Material for this exercise section start
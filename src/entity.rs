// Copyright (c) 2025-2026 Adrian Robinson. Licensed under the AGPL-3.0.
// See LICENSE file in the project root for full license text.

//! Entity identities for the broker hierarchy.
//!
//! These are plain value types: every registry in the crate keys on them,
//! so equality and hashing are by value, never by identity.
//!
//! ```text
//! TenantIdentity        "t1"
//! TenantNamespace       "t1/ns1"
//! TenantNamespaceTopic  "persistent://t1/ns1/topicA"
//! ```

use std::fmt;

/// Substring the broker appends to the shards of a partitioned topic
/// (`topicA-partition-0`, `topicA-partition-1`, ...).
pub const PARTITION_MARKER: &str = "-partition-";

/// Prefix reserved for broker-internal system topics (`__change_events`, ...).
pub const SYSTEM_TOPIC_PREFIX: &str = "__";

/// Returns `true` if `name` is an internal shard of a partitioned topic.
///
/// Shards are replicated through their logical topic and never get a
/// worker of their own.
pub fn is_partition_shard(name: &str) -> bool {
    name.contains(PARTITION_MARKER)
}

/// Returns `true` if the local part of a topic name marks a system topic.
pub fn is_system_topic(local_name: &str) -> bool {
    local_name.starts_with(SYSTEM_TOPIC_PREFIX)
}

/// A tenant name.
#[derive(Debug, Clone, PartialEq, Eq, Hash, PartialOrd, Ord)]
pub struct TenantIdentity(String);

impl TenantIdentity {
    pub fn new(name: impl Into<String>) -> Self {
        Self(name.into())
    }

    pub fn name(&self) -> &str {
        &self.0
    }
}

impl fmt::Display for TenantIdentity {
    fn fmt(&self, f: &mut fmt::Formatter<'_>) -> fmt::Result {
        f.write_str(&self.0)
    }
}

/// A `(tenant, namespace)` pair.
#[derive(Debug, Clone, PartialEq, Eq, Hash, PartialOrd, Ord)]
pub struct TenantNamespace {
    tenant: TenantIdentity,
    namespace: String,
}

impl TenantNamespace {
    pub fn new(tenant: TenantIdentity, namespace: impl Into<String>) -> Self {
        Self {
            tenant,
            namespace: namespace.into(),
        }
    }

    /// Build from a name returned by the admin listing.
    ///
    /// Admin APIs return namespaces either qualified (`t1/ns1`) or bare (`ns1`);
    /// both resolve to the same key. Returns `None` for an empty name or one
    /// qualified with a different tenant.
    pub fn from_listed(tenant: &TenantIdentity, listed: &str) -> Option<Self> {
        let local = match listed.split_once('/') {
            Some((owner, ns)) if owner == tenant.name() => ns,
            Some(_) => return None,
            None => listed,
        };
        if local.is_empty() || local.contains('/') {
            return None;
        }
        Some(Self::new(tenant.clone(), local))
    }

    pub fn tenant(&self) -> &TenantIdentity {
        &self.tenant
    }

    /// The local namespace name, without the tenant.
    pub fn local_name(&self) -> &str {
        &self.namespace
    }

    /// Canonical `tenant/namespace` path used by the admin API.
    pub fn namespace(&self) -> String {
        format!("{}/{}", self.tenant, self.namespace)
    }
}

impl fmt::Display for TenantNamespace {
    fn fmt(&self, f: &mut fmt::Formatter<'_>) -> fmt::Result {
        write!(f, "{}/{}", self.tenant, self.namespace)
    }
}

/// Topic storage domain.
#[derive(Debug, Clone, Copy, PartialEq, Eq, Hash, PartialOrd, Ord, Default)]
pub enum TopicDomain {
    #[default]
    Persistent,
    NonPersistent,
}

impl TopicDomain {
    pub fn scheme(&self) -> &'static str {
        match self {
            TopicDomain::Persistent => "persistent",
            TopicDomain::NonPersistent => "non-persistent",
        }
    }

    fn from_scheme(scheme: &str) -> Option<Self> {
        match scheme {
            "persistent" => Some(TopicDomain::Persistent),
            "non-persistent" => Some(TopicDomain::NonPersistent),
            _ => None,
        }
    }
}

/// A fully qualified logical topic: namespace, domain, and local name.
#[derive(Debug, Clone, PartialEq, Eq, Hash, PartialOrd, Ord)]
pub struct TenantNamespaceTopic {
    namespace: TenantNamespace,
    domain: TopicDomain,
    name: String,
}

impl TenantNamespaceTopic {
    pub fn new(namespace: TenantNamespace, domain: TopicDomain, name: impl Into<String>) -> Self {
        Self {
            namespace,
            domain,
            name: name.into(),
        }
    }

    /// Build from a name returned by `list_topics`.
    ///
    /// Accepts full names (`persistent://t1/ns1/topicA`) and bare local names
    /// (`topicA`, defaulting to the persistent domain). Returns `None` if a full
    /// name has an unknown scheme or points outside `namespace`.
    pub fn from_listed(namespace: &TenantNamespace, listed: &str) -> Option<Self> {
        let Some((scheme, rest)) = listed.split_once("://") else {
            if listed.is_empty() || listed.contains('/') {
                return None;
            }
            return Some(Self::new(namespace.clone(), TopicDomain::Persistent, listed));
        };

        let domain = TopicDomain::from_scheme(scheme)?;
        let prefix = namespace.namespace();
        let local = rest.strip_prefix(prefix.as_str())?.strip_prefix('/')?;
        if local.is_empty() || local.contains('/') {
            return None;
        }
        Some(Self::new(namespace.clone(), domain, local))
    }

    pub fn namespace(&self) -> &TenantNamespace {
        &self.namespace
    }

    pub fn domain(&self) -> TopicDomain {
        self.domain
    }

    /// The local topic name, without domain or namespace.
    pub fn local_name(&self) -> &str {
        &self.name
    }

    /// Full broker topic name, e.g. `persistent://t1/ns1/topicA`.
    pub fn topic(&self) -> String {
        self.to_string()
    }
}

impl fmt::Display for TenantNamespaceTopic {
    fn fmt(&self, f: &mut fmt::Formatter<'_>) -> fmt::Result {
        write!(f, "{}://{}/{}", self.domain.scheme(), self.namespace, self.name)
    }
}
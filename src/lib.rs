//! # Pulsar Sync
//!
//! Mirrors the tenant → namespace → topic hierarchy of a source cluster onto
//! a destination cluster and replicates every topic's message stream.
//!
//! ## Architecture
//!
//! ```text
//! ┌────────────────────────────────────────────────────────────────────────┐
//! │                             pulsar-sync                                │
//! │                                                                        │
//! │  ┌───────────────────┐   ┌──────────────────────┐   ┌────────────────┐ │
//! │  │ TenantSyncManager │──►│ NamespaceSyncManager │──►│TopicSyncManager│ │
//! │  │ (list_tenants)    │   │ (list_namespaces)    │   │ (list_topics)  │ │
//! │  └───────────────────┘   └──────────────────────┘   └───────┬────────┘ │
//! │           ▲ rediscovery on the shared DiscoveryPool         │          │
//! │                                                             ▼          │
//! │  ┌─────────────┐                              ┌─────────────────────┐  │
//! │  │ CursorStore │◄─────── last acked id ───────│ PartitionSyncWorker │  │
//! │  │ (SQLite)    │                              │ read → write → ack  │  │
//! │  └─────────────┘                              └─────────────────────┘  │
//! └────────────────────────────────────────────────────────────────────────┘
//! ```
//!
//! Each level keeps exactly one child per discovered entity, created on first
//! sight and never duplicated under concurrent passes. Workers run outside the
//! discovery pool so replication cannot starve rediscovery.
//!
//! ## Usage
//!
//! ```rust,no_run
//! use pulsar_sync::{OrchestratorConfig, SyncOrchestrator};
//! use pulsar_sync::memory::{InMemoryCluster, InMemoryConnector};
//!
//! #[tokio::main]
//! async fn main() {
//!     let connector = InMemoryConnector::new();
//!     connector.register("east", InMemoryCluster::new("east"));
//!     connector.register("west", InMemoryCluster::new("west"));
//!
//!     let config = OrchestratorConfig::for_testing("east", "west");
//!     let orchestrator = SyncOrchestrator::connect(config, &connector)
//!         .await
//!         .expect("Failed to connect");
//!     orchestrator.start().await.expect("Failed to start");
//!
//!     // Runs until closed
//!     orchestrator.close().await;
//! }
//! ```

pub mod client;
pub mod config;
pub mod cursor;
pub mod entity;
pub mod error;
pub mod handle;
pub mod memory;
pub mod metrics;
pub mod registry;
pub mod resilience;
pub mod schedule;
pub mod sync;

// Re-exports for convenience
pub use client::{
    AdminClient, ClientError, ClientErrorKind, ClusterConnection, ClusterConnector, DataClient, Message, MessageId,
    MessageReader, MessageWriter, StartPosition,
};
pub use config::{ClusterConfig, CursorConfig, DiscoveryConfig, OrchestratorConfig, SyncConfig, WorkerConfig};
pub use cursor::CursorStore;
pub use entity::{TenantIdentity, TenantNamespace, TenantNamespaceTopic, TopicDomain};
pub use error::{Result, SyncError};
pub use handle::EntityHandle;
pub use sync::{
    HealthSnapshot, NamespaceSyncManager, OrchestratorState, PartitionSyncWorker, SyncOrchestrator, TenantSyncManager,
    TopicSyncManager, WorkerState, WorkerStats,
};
Material for this exercise section end
### Problem
Copy exactly, and only, the lines from the one containing "pub mod memory;" through the last line of the listing.

### Answer box
pub mod memory;
pub mod metrics;
pub mod registry;
pub mod resilience;
pub mod schedule;
pub mod sync;

// Re-exports for convenience
pub use client::{
    AdminClient, ClientError, ClientErrorKind, ClusterConnection, ClusterConnector, DataClient, Message, MessageId,
    MessageReader, MessageWriter, StartPosition,
};
pub use config::{ClusterConfig, CursorConfig, DiscoveryConfig, OrchestratorConfig, SyncConfig, WorkerConfig};
pub use cursor::CursorStore;
pub use entity::{TenantIdentity, TenantNamespace, TenantNamespaceTopic, TopicDomain};
pub use error::{Result, SyncError};
pub use handle::EntityHandle;
pub use sync::{
    HealthSnapshot, NamespaceSyncManager, OrchestratorState, PartitionSyncWorker, SyncOrchestrator, TenantSyncManager,
    TopicSyncManager, WorkerState, WorkerStats,
};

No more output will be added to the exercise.